Street Fighting Man ist der politischste Song der Rolling Stones und eine Reaktion auf die Demonstrationen von 1968. Mick Jagger singt zwar
Hey! Think the time is right for a palace revolution2
Der Refrain beschreibt die eigene Machtlosigkeit und das scheitern der Revolution
But what can a poor boy do
Except to sing for a rock ’n‘ roll band
′Cause in sleepy London town
There′s just no place for a street fighting man, no2
1965 traten die Beatles im Shea Baseball Stadium in New York auf. Ein denkwürdiges Konzert. Zum ersten Mal spielten die Beatles vor 55000 Fans in einem Stadium. Das Kreischen der Fans übertönte die Musik, wegen der viel zu schwachen Verstärkeranlage. Deshalb musste in den Filmaufnahmen die Musik nachbearbeitet werden. Erst mit der Entwicklung von leistungsstärkeren Equipments entstand eine neue Form des gemeinsamen Hörens von Popmusik: gigantische Open-Air-Konzerte.
Innerlichkeit und Inszenierung
Nach den lauten politischen 60er Jahren, folgten Jahre einer neuen Innerlichkeit. In seinem Gedicht Aufbruch in die siebziger Jahre spottet Hans Magnus Enzensberger über die 68er
Die Gegenkultur
baumelt an ihren Kopfhörern.
Bei Bodennebel
fällt sogar
die sexuelle Befreiung aus.3
Das Musikgerät dieser neuen Innerlichkeit war der Kopfhörer. Isoliert in seinen eigenen vier Wänden zwingt der Kopfhörer zu einem konzentrierten zuhören. Für diese neue Innerlichkeit gab es die passende Musik. Tobi Müller nennt als Beispiel Keith Jarretts Köln Konzert. Wahrscheinlich ist diese CD in vielen linksliberalen und alternativen Haushalten vorhanden.(Ich besitze die LP! ).
Zu dieser neuen Innerlichkeit entstanden Gegenbewegungen: Punkmusik und die Diskowelle.6
Musikalisch trennen beide Stile Welten und doch gibt es Gemeinsamkeiten. Diese Musik hört man nicht isoliert in seiner Wohnung, sondern in öffentlichen Räumen, in der Disko oder in Szeneclubs. Eine Musik, die man nicht im Sitzen hört, sondern zu der man tanzt. Zum Tanzen gehörte die persönliche Inszenierung mit der entsprechenden Szenekleidung. Diese Selbstinszenierung in den 70er Jahren nimmt die spätere Darstellung in den sozialen Medien vorweg. Zum ersten Mal standen nicht nur die Popbands im Zentrum der Berichterstattung, sondern die Fans.
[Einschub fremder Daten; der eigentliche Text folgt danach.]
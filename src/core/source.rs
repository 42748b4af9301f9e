//! Working-tree source hiding.
//!
//! While the suite runs, the in-tree package directory is renamed so the
//! tests import the installed package instead. The guard renames it back
//! when dropped, whether the suite passed, failed or panicked.

use std::fs;
use std::path::{Path, PathBuf};
use tracing::{debug, warn};

use crate::core::constants;
use crate::error::{Result, StepError};

/// Renamed source directory; restored on drop.
#[derive(Debug)]
pub struct HiddenSource {
    original: PathBuf,
    hidden: PathBuf,
}

impl HiddenSource {
    /// Hide `root/<name>` by renaming it to `root/<name>_`.
    ///
    /// # Errors
    ///
    /// Returns `StepError::SourceMissing` if the directory does not exist and
    /// `StepError::SourceConflict` if the hidden name is already taken.
    pub fn hide(root: &Path, name: &str) -> Result<Self> {
        let original = root.join(name);
        let hidden = root.join(format!("{}{}", name, constants::HIDDEN_SUFFIX));

        if !original.is_dir() {
            return Err(StepError::SourceMissing(original).into());
        }
        if hidden.exists() {
            return Err(StepError::SourceConflict(hidden).into());
        }

        fs::rename(&original, &hidden)?;
        debug!(from = %original.display(), to = %hidden.display(), "source hidden");

        Ok(Self { original, hidden })
    }

    /// Path the source lives at while hidden.
    pub fn hidden_path(&self) -> &Path {
        &self.hidden
    }
}

impl Drop for HiddenSource {
    fn drop(&mut self) {
        match fs::rename(&self.hidden, &self.original) {
            Ok(()) => debug!(path = %self.original.display(), "source restored"),
            Err(e) => warn!(
                path = %self.original.display(),
                error = %e,
                "failed to restore source directory"
            ),
        }
    }
}
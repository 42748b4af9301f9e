//! Brewgate - matrix tests and gated Homebrew formula releases.
//!
//! # Architecture
//!
//! ```text
//! src/
//! ├── cli/              # Command-line interface
//! │   ├── init          # Write a starter .brewgate.toml
//! │   ├── matrix        # Run every environment in parallel
//! │   ├── run           # Run one environment in place
//! │   ├── gate          # Report the release decision
//! │   ├── formula       # Generate a formula without publishing
//! │   ├── publish       # Gate, then publish
//! │   ├── ci            # Run, then gate and publish
//! │   ├── cache         # Cache keys and pruning
//! │   └── completions   # Shell completions
//! └── core/             # Core library components
//!     ├── config        # .brewgate.toml management
//!     ├── domain/       # Environment descriptors, build context
//!     ├── step          # Shell step execution
//!     ├── prepare       # OS-specific preparation strategies
//!     ├── source        # Source directory hiding guard
//!     ├── workspace     # Per-environment project copies
//!     ├── cache         # Cache store and pruning
//!     ├── matrix        # Matrix runner
//!     ├── gate          # Release condition
//!     ├── formula       # Formula generation and checks
//!     ├── credential/   # Deploy key decryption
//!     │   ├── openssl   # aes-256-cbc via the openssl CLI
//!     │   ├── age       # age passphrase
//!     │   └── file      # Owner-read-only key file guard
//!     ├── remote        # Formula repository (git)
//!     └── publish       # Formula publisher
//! ```
//!
//! # Flow
//!
//! The matrix runner tests every environment. For a tagged build on the
//! release branch, in the one designated environment, with a passing suite,
//! the publisher generates a formula, validates it and pushes it to the
//! formula repository.

pub mod cli;
pub mod core;
pub mod error;
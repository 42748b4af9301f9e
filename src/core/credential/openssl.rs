//! AES-256-CBC credential backend.
//!
//! Decrypts with the `openssl` CLI, matching files produced by
//! `openssl aes-256-cbc -K <key> -iv <iv> -in key -out key.enc`.
//!
//! ## Requirements
//!
//! - `openssl` CLI must be installed
//! - Key is 64 hex digits, IV is 32 hex digits

use std::process::{Command, Stdio};
use zeroize::Zeroizing;

use super::CredentialCipher;
use crate::error::{CredentialError, Result};

/// AES-256-CBC backend using the openssl CLI.
pub struct OpensslAes<'a> {
    key: &'a str,
    iv: &'a str,
}

impl<'a> OpensslAes<'a> {
    /// # Errors
    ///
    /// Returns `CredentialError::InvalidSecret` if the key or IV is not hex
    /// of the right length.
    pub fn new(key: &'a str, iv: &'a str) -> Result<Self> {
        check_hex("key", key.trim(), 64)?;
        check_hex("iv", iv.trim(), 32)?;
        Ok(Self {
            key: key.trim(),
            iv: iv.trim(),
        })
    }

    fn check_openssl() -> Result<()> {
        which::which("openssl").map_err(|_| {
            CredentialError::DecryptionFailed("openssl CLI not found on PATH".to_string())
        })?;
        Ok(())
    }
}

fn check_hex(what: &str, value: &str, len: usize) -> Result<()> {
    if value.len() != len || !value.chars().all(|c| c.is_ascii_hexdigit()) {
        return Err(CredentialError::InvalidSecret(format!(
            "{} must be {} hex digits",
            what, len
        ))
        .into());
    }
    Ok(())
}

impl CredentialCipher for OpensslAes<'_> {
    fn name(&self) -> &'static str {
        "aes-256-cbc"
    }

    fn decrypt(&self, path: &std::path::Path) -> Result<Zeroizing<Vec<u8>>> {
        Self::check_openssl()?;

        // Not traced: the key and IV are on this command line.
        let output = Command::new("openssl")
            .args(["enc", "-d", "-aes-256-cbc", "-K", self.key, "-iv", self.iv, "-in"])
            .arg(path)
            .stdin(Stdio::null())
            .stdout(Stdio::piped())
            .stderr(Stdio::piped())
            .output()
            .map_err(|e| CredentialError::DecryptionFailed(format!("failed to spawn openssl: {}", e)))?;

        let plaintext = Zeroizing::new(output.stdout);
        if !output.status.success() {
            let stderr = String::from_utf8_lossy(&output.stderr);
            return Err(CredentialError::DecryptionFailed(format!(
                "openssl exited with {}: {}",
                output.status,
                stderr.lines().next().unwrap_or("no output")
            ))
            .into());
        }
        if plaintext.is_empty() {
            return Err(CredentialError::DecryptionFailed("credential is empty".to_string()).into());
        }

        Ok(plaintext)
    }
}
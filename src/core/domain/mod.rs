//! Domain types.

mod context;
mod descriptor;

pub use context::BuildContext;
pub use descriptor::{EnvironmentDescriptor, OperatingSystem, Toolchain};
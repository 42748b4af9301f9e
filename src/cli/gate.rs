//! Gate command - report whether this build publishes.

use std::path::Path;

use crate::cli::{output, project, ContextArgs};
use crate::core::gate::GateDecision;
use crate::error::Result;

/// Evaluate the release gate. A skip is not an error.
pub fn execute(context: &ContextArgs, config: Option<&Path>) -> Result<()> {
    let project = project::load(config)?;
    let ctx = context.resolve(&project.config);

    match project.config.release.evaluate(&ctx) {
        GateDecision::Publish => output::success("publish: this build releases the formula"),
        GateDecision::Skip(reason) => output::skip(&format!("skip: {}", reason)),
    }
    Ok(())
}
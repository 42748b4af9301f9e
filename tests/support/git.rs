//! Local bare formula repository.

use std::fs;
use std::path::{Path, PathBuf};
use std::process::Command;
use tempfile::TempDir;

fn git(args: &[&str], dir: &Path) -> String {
    let output = Command::new("git")
        .args(["-c", "user.name=fixture", "-c", "user.email=fixture@example.com"])
        .args(["-c", "commit.gpgsign=false", "-c", "init.defaultBranch=master"])
        .args(args)
        .current_dir(dir)
        .output()
        .expect("failed to run git");
    assert!(
        output.status.success(),
        "git {:?} failed: {}",
        args,
        String::from_utf8_lossy(&output.stderr)
    );
    String::from_utf8_lossy(&output.stdout).to_string()
}

/// Bare repository with one commit on master.
pub struct Remote {
    _dir: TempDir,
    pub path: PathBuf,
}

impl Remote {
    pub fn new() -> Self {
        let dir = TempDir::new().expect("failed to create temp dir");
        let seed = dir.path().join("seed");
        fs::create_dir(&seed).unwrap();
        git(&["init", "--quiet"], &seed);
        git(&["symbolic-ref", "HEAD", "refs/heads/master"], &seed);
        fs::write(seed.join("README.md"), "# homebrew-pkg\n").unwrap();
        git(&["add", "README.md"], &seed);
        git(&["commit", "--quiet", "-m", "initial"], &seed);
        git(&["clone", "--quiet", "--bare", "seed", "remote.git"], dir.path());

        let path = dir.path().join("remote.git");
        Self { _dir: dir, path }
    }

    fn query(&self, args: &[&str]) -> String {
        git(args, &self.path).trim().to_string()
    }

    pub fn commit_count(&self) -> usize {
        self.query(&["rev-list", "--count", "master"])
            .parse()
            .expect("rev-list count")
    }

    pub fn last_message(&self) -> String {
        self.query(&["log", "-1", "--format=%B", "master"])
    }

    /// Files touched by the newest commit.
    pub fn last_changed_files(&self) -> Vec<String> {
        self.query(&["diff-tree", "--no-commit-id", "--name-only", "-r", "master"])
            .lines()
            .map(str::to_string)
            .collect()
    }

    pub fn file(&self, relative: &str) -> String {
        git(&["show", &format!("master:{}", relative)], &self.path)
    }
}
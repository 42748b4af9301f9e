//! Homebrew formula generation.
//!
//! The formula is produced by an external generator that reads the installed
//! package's dependency graph and prints Ruby on stdout. We normalize that
//! output, check its structure and hand it to a third-party validator.

use std::collections::HashSet;
use std::path::Path;
use tracing::{debug, info};

use crate::core::config::PublishConfig;
use crate::core::step::StepRunner;
use crate::error::{Error, FormulaError, Result, Stage};

/// Generated formula text, normalized.
#[derive(Debug, Clone, PartialEq, Eq)]
pub struct Formula {
    text: String,
}

/// What the structure check found.
#[derive(Debug, Clone, PartialEq, Eq)]
pub struct FormulaSummary {
    pub class_name: String,
    pub url: String,
    pub sha256: String,
    /// Resource names in file order
    pub resources: Vec<String>,
}

impl Formula {
    /// Normalize raw generator output.
    ///
    /// Line endings become LF, trailing whitespace is stripped from every
    /// line, leading and trailing blank lines are dropped and the text ends
    /// with exactly one newline.
    pub fn from_output(raw: &[u8]) -> Result<Self> {
        let raw = std::str::from_utf8(raw).map_err(|_| FormulaError::NotUtf8)?;
        let lines: Vec<&str> = raw.lines().map(str::trim_end).collect();

        let start = lines.iter().position(|l| !l.is_empty());
        let end = lines.iter().rposition(|l| !l.is_empty());
        let (start, end) = match (start, end) {
            (Some(s), Some(e)) => (s, e),
            _ => return Err(FormulaError::Empty.into()),
        };

        let mut text = lines[start..=end].join("\n");
        text.push('\n');
        Ok(Self { text })
    }

    pub fn text(&self) -> &str {
        &self.text
    }

    /// Write the formula to a file, replacing any existing one.
    pub fn write(&self, path: &Path) -> Result<()> {
        if let Some(parent) = path.parent() {
            std::fs::create_dir_all(parent)?;
        }
        std::fs::write(path, &self.text)?;
        debug!(path = %path.display(), bytes = self.text.len(), "formula written");
        Ok(())
    }

    /// Check the formula's structure.
    ///
    /// Requires a `class X < Formula` declaration, a top-level `url` and
    /// `sha256`, and a `url` and `sha256` inside every `resource` block.
    ///
    /// # Errors
    ///
    /// Returns `FormulaError::Malformed` describing the first problem found.
    pub fn inspect(&self) -> Result<FormulaSummary> {
        let mut class_name = None;
        let mut url = None;
        let mut sha256 = None;
        let mut resources = Vec::new();
        let mut names = HashSet::new();
        let mut open: Option<OpenResource> = None;

        for (index, line) in self.text.lines().enumerate() {
            let lineno = index + 1;
            let indent = line.len() - line.trim_start().len();
            let trimmed = line.trim();

            if let Some(resource) = open.as_mut() {
                if trimmed == "end" && indent == resource.indent {
                    let resource = open.take().ok_or_else(|| malformed("resource state lost"))?;
                    resource.finish()?;
                    continue;
                }
                if let Some(value) = quoted_value(trimmed, "url") {
                    resource.url = Some(value);
                } else if let Some(value) = quoted_value(trimmed, "sha256") {
                    check_sha256(&value, lineno)?;
                    resource.sha256 = true;
                }
                continue;
            }

            if let Some(name) = parse_class(trimmed) {
                if class_name.is_some() {
                    return Err(malformed(format!("line {}: second class declaration", lineno)));
                }
                class_name = Some(name);
            } else if let Some(name) = parse_resource(trimmed) {
                if !names.insert(name.clone()) {
                    return Err(malformed(format!("line {}: duplicate resource {}", lineno, name)));
                }
                resources.push(name.clone());
                open = Some(OpenResource {
                    name,
                    indent,
                    url: None,
                    sha256: false,
                });
            } else if url.is_none() {
                if let Some(value) = quoted_value(trimmed, "url") {
                    url = Some(value);
                }
            }
            if sha256.is_none() {
                if let Some(value) = quoted_value(trimmed, "sha256") {
                    check_sha256(&value, lineno)?;
                    sha256 = Some(value);
                }
            }
        }

        if let Some(resource) = open {
            return Err(malformed(format!("resource {} is never closed", resource.name)));
        }
        if self.text.lines().last().map(str::trim) != Some("end") {
            return Err(malformed("formula does not end with `end`"));
        }

        let summary = FormulaSummary {
            class_name: class_name.ok_or_else(|| malformed("no `class ... < Formula` declaration"))?,
            url: url.ok_or_else(|| malformed("no top-level url"))?,
            sha256: sha256.ok_or_else(|| malformed("no top-level sha256"))?,
            resources,
        };
        debug!(
            class = %summary.class_name,
            resources = summary.resources.len(),
            "formula inspected"
        );
        Ok(summary)
    }
}

struct OpenResource {
    name: String,
    indent: usize,
    url: Option<String>,
    sha256: bool,
}

impl OpenResource {
    fn finish(self) -> Result<()> {
        if self.url.is_none() {
            return Err(malformed(format!("resource {} has no url", self.name)));
        }
        if !self.sha256 {
            return Err(malformed(format!("resource {} has no sha256", self.name)));
        }
        Ok(())
    }
}

fn malformed(reason: impl Into<String>) -> Error {
    FormulaError::Malformed(reason.into()).into()
}

fn check_sha256(value: &str, lineno: usize) -> Result<()> {
    if value.len() != 64 || !value.chars().all(|c| c.is_ascii_hexdigit()) {
        return Err(malformed(format!("line {}: sha256 is not 64 hex digits", lineno)));
    }
    Ok(())
}

/// `class Name < Formula` -> `Name`
fn parse_class(line: &str) -> Option<String> {
    let rest = line.strip_prefix("class ")?;
    let (name, parent) = rest.split_once('<')?;
    let name = name.trim();
    let starts_upper = name.chars().next().map(|c| c.is_ascii_uppercase()).unwrap_or(false);
    if parent.trim() == "Formula" && starts_upper && name.chars().all(|c| c.is_ascii_alphanumeric()) {
        Some(name.to_string())
    } else {
        None
    }
}

/// `resource "name" do` -> `name`
fn parse_resource(line: &str) -> Option<String> {
    let rest = line.strip_prefix("resource ")?.strip_suffix(" do")?;
    unquote(rest.trim())
}

/// `key "value"` -> `value`
fn quoted_value(line: &str, key: &str) -> Option<String> {
    let rest = line.strip_prefix(key)?;
    if !rest.starts_with(char::is_whitespace) {
        return None;
    }
    unquote(rest.trim())
}

fn unquote(s: &str) -> Option<String> {
    let inner = s.strip_prefix('"')?.strip_suffix('"')?;
    Some(inner.to_string())
}

/// Substitute `{name}` with a shell-quoted value.
pub fn substitute(command: &str, name: &str, value: &str) -> Result<String> {
    let quoted = shlex::try_quote(value)
        .map_err(|e| Error::Other(format!("cannot quote {}: {}", value, e)))?;
    Ok(command.replace(&format!("{{{}}}", name), &quoted))
}

/// Runs the configured generator and validator.
pub struct FormulaBuilder<'a> {
    runner: &'a StepRunner,
    config: &'a PublishConfig,
    package: &'a str,
}

impl<'a> FormulaBuilder<'a> {
    pub fn new(runner: &'a StepRunner, config: &'a PublishConfig, package: &'a str) -> Self {
        Self {
            runner,
            config,
            package,
        }
    }

    /// Install the generator tool, if an install command is configured.
    pub fn install_generator(&self) -> Result<()> {
        match &self.config.install_generator {
            Some(command) => self.runner.run(Stage::GeneratorInstall, command),
            None => Ok(()),
        }
    }

    /// Run the generator and normalize its output.
    pub fn generate(&self) -> Result<Formula> {
        let command = substitute(&self.config.generator, "package", self.package)?;
        let raw = self.runner.stdout(Stage::Generate, &command)?;
        let formula = Formula::from_output(&raw)?;
        info!(package = self.package, bytes = formula.text().len(), "formula generated");
        Ok(formula)
    }

    /// Run the validator against a written formula file.
    pub fn validate(&self, path: &Path) -> Result<()> {
        let Some(validator) = &self.config.validator else {
            debug!("no validator configured");
            return Ok(());
        };
        let command = substitute(validator, "formula", &path.to_string_lossy())?;
        self.runner.run(Stage::Validate, &command)
    }
}
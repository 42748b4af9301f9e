//! Command-line interface.

pub mod cache;
pub mod ci;
pub mod completions;
pub mod formula;
pub mod gate;
pub mod init;
pub mod matrix;
pub mod output;
pub mod project;
pub mod publish;
pub mod run;

use clap::{Args, Parser, Subcommand};
use std::path::PathBuf;

use crate::core::config::Config;
use crate::core::domain::BuildContext;

/// Brewgate - matrix tests and gated Homebrew formula releases.
#[derive(Parser)]
#[command(
    name = "brewgate",
    about = "Run a test matrix and publish a Homebrew formula for tagged releases",
    version
)]
pub struct Cli {
    /// Enable debug logging
    #[arg(short, long, global = true)]
    pub verbose: bool,

    /// Path to the config file (defaults to ./.brewgate.toml)
    #[arg(short, long, global = true, env = "BREWGATE_CONFIG")]
    pub config: Option<PathBuf>,

    #[command(subcommand)]
    pub command: Command,
}

/// Build context overrides.
///
/// Anything not given on the command line is read from the environment
/// variables named in the `[context]` section.
#[derive(Args, Debug, Clone, Default)]
pub struct ContextArgs {
    /// Branch being built
    #[arg(long)]
    pub branch: Option<String>,

    /// Release tag of the build
    #[arg(long)]
    pub tag: Option<String>,

    /// Operating system of the build environment
    #[arg(long)]
    pub os: Option<String>,

    /// Runtime version of the build environment
    #[arg(long = "runtime-version")]
    pub runtime_version: Option<String>,

    /// Build identifier used in the commit message
    #[arg(long)]
    pub build: Option<String>,

    /// Treat the suite as passed without reading the test-result variable
    #[arg(long)]
    pub suite_passed: bool,
}

impl ContextArgs {
    /// Merge the overrides over the environment.
    pub fn resolve(&self, config: &Config) -> BuildContext {
        self.resolve_with(config, |name| std::env::var(name).ok())
    }

    fn resolve_with(&self, config: &Config, lookup: impl Fn(&str) -> Option<String>) -> BuildContext {
        let mut ctx = BuildContext::from_lookup(&config.context, lookup);
        let overrides = [
            (&mut ctx.branch, &self.branch),
            (&mut ctx.tag, &self.tag),
            (&mut ctx.os, &self.os),
            (&mut ctx.version, &self.runtime_version),
            (&mut ctx.build, &self.build),
        ];
        for (field, value) in overrides {
            if let Some(value) = value {
                *field = Some(value.clone());
            }
        }
        if self.suite_passed {
            ctx.suite_passed = true;
        }
        ctx
    }
}

/// Top-level commands.
#[derive(Subcommand)]
pub enum Command {
    /// Write a starter .brewgate.toml in the current directory
    Init {
        /// Package name (defaults to the directory name)
        #[arg(short, long)]
        name: Option<String>,
        /// Overwrite an existing config
        #[arg(short, long)]
        force: bool,
    },

    /// Run every environment in the matrix, each in its own workspace
    Matrix {
        /// Output the report as JSON
        #[arg(long)]
        json: bool,
    },

    /// Run the suite for one environment in the current directory
    Run {
        #[command(flatten)]
        context: ContextArgs,
    },

    /// Decide whether this build publishes a formula
    Gate {
        #[command(flatten)]
        context: ContextArgs,
    },

    /// Generate the formula without publishing it
    Formula {
        /// Write the formula to a file instead of stdout
        #[arg(short, long)]
        output: Option<PathBuf>,
        /// Also run the configured validator
        #[arg(long)]
        validate: bool,
    },

    /// Publish the formula if the gate passes
    Publish {
        #[command(flatten)]
        context: ContextArgs,
    },

    /// Run this environment's suite, then publish if the gate passes
    Ci {
        #[command(flatten)]
        context: ContextArgs,
    },

    /// Inspect and maintain the cache
    Cache {
        #[command(subcommand)]
        action: CacheAction,
    },

    /// Generate shell completions
    Completions {
        /// Shell to generate completions for
        #[arg(value_enum)]
        shell: clap_complete::Shell,
    },
}

/// Cache subcommands.
#[derive(Subcommand)]
pub enum CacheAction {
    /// Print the cache key of each environment
    Key {
        #[command(flatten)]
        context: ContextArgs,
    },

    /// Delete files matching the prune patterns
    Prune,
}

/// Execute a command.
pub fn execute(command: Command, config: Option<PathBuf>) -> crate::error::Result<()> {
    use Command::*;

    let config = config.as_deref();
    match command {
        Init { name, force } => init::execute(name, force, config),
        Matrix { json } => matrix::execute(json, config),
        Run { context } => run::execute(&context, config),
        Gate { context } => gate::execute(&context, config),
        Formula { output, validate } => formula::execute(output.as_deref(), validate, config),
        Publish { context } => publish::execute(&context, config),
        Ci { context } => ci::execute(&context, config),
        Cache { action } => match action {
            CacheAction::Key { context } => cache::key(&context, config),
            CacheAction::Prune => cache::prune(config),
        },
        Completions { shell } => completions::execute(shell),
    }
}
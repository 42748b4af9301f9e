//! Environment preparation.
//!
//! Each operating system gets its own preparation routine. Systems with no
//! routine are prepared by doing nothing.
//!
//! ## Adding a New Strategy
//!
//! 1. Add an `OperatingSystem` variant
//! 2. Implement `Prepare` for a new type
//! 3. Return it from [`strategy_for`]

use tracing::debug;

use crate::core::config::PrepareConfig;
use crate::core::domain::OperatingSystem;
use crate::core::step::StepRunner;
use crate::error::{Result, Stage};

/// Preparation routine for one kind of environment.
pub trait Prepare {
    /// Strategy name for logs.
    fn name(&self) -> &'static str;

    /// Run the routine.
    ///
    /// # Errors
    ///
    /// Returns a `StepError` for the `prepare` stage if any step fails.
    fn prepare(&self, runner: &StepRunner) -> Result<()>;
}

/// Linux preparation routine.
pub struct LinuxPrepare {
    steps: Vec<String>,
}

impl Prepare for LinuxPrepare {
    fn name(&self) -> &'static str {
        "linux"
    }

    fn prepare(&self, runner: &StepRunner) -> Result<()> {
        runner.run_all(Stage::Prepare, &self.steps)
    }
}

/// OSX preparation routine.
pub struct OsxPrepare {
    steps: Vec<String>,
}

impl Prepare for OsxPrepare {
    fn name(&self) -> &'static str {
        "osx"
    }

    fn prepare(&self, runner: &StepRunner) -> Result<()> {
        runner.run_all(Stage::Prepare, &self.steps)
    }
}

/// Used for systems with no routine.
pub struct NoPrepare;

impl Prepare for NoPrepare {
    fn name(&self) -> &'static str {
        "none"
    }

    fn prepare(&self, _runner: &StepRunner) -> Result<()> {
        Ok(())
    }
}

/// Select the preparation routine for an operating system.
pub fn strategy_for(os: &OperatingSystem, config: &PrepareConfig) -> Box<dyn Prepare> {
    let strategy: Box<dyn Prepare> = match os {
        OperatingSystem::Linux => Box::new(LinuxPrepare {
            steps: config.linux.clone(),
        }),
        OperatingSystem::Osx => Box::new(OsxPrepare {
            steps: config.osx.clone(),
        }),
        OperatingSystem::Other(_) => Box::new(NoPrepare),
    };
    debug!(os = %os, strategy = strategy.name(), "selected preparation");
    strategy
}
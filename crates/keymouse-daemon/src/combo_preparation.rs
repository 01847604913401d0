//! Buffer of recent key events that may still grow into a complete combo

use std::fmt;
use std::time::Instant;

use keymouse_config::keys::key_name;
use keymouse_config::{ComboMove, Key};

/// A timestamped key press or release.
#[derive(Debug, Clone, Copy, PartialEq, Eq)]
pub struct KeyEvent {
    pub key: Key,
    pub is_press: bool,
    pub time: Instant,
}

impl KeyEvent {
    pub fn press(key: Key, time: Instant) -> Self {
        Self {
            key,
            is_press: true,
            time,
        }
    }

    pub fn release(key: Key, time: Instant) -> Self {
        Self {
            key,
            is_press: false,
            time,
        }
    }

    pub fn is_release(&self) -> bool {
        !self.is_press
    }

    fn matches(&self, combo_move: &ComboMove) -> bool {
        self.key == combo_move.key() && self.is_press == combo_move.is_press()
    }
}

impl fmt::Display for KeyEvent {
    fn fmt(&self, f: &mut fmt::Formatter<'_>) -> fmt::Result {
        let prefix = if self.is_press { '+' } else { '-' };
        write!(f, "{}{}", prefix, key_name(self.key))
    }
}

#[derive(Debug, Clone, Default)]
pub struct ComboPreparation {
    events: Vec<KeyEvent>,
}

impl ComboPreparation {
    pub fn new() -> Self {
        Self::default()
    }

    pub fn last_event(&self) -> Option<&KeyEvent> {
        self.events.last()
    }

    pub fn push(&mut self, event: KeyEvent) {
        self.events.push(event);
    }

    pub fn clear(&mut self) {
        self.events.clear();
    }

    /// Number of leading moves of `moves` matched by the most recent events.
    ///
    /// This is the largest `k` such that the last `k` events match the first
    /// `k` moves, comparing key and press/release only.
    pub fn matching_move_count(&self, moves: &[ComboMove]) -> usize {
        let longest = self.events.len().min(moves.len());
        (1..=longest)
            .rev()
            .find(|&count| {
                let recent = &self.events[self.events.len() - count..];
                recent
                    .iter()
                    .zip(&moves[..count])
                    .all(|(event, combo_move)| event.matches(combo_move))
            })
            .unwrap_or(0)
    }
}

impl fmt::Display for ComboPreparation {
    fn fmt(&self, f: &mut fmt::Formatter<'_>) -> fmt::Result {
        let events: Vec<String> = self.events.iter().map(ToString::to_string).collect();
        write!(f, "[{}]", events.join(" "))
    }
}

#[cfg(test)]
mod tests {
    use super::*;
    use keymouse_config::combo::parse_combo;
    use keymouse_config::ComboMoveDuration;

    fn moves(combo: &str) -> Vec<ComboMove> {
        parse_combo(combo, ComboMoveDuration::default())
            .unwrap()
            .sequence()
            .to_vec()
    }

    fn preparation(events: &[(Key, bool)]) -> ComboPreparation {
        let now = Instant::now();
        let mut preparation = ComboPreparation::new();
        for &(key, is_press) in events {
            preparation.push(KeyEvent { key, is_press, time: now });
        }
        preparation
    }

    #[test]
    fn test_empty_preparation_matches_nothing() {
        assert_eq!(ComboPreparation::new().matching_move_count(&moves("+a")), 0);
    }

    #[test]
    fn test_partial_and_full_match() {
        let sequence = moves("+a -a +a");
        let mut prep = preparation(&[(Key::KEY_A, true)]);
        assert_eq!(prep.matching_move_count(&sequence), 1);

        prep.push(KeyEvent::release(Key::KEY_A, Instant::now()));
        assert_eq!(prep.matching_move_count(&sequence), 2);

        prep.push(KeyEvent::press(Key::KEY_A, Instant::now()));
        assert_eq!(prep.matching_move_count(&sequence), 3);
    }

    #[test]
    fn test_match_uses_most_recent_events() {
        // Earlier unrelated events do not prevent a match on the tail.
        let prep = preparation(&[(Key::KEY_B, true), (Key::KEY_B, false), (Key::KEY_A, true)]);
        assert_eq!(prep.matching_move_count(&moves("+a -a")), 1);
        assert_eq!(prep.matching_move_count(&moves("-b +a")), 2);
        assert_eq!(prep.matching_move_count(&moves("+b")), 0);
    }

    #[test]
    fn test_press_and_release_are_distinct() {
        let prep = preparation(&[(Key::KEY_A, false)]);
        assert_eq!(prep.matching_move_count(&moves("+a")), 0);
        assert_eq!(prep.matching_move_count(&moves("-a")), 1);
        assert_eq!(prep.matching_move_count(&moves("#a")), 0);
    }

    #[test]
    fn test_display() {
        let prep = preparation(&[(Key::KEY_A, true), (Key::KEY_LEFTCTRL, false)]);
        assert_eq!(prep.to_string(), "[+a -leftctrl]");
    }
}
Mit der Punkmusik entstand eine neue Kreativitätsszene, die Kreativität zur Pflichtaufgabe erklärte. Hier finden sich für Tobi Müller die ersten Ansätze der neoliberalen Selbstoptimierung.
Walkman – Beweg dich!
Im Walkman steckt bereits die Aufforderung zum Gehen, und ist der Beginn der „mobilen Kopfhörerkultur“. Der Walkman wird zu einem Schutzschild vor den Zumutungen der Welt. Der Hörer zieht sich in seine eigene Welt zurück und gleichzeitig bewegt er sich im öffentlichen Raum.7 Mit dem Walkman wird die Stadt zur Kulisse eines Films. Zu dieser Art Musik zu hören, passte der Synthie-Pop und „Britpop“ der 80er Jahre.
Musik TV
In den 80er Jahren erschien die nächste popkulturelle Revolution. MTV sendete Musikvideos in Dauerschleife und begann am 1. August 1981 sein Programm mit dem Musikvideo Video killed the Radio Star von der Band The Buggles. Natürlich war MTV keine Konkurrenz für Musikprogramme im Radio. Aus eigener Anschauung kann ich nur sagen, war das Angebot an Popsendungen im Radio überschaubar. Heute sind Musikvideos etwas Alltägliches. Auf YouTube ist heute fast jedes gewünschte Musikvideo zusehen.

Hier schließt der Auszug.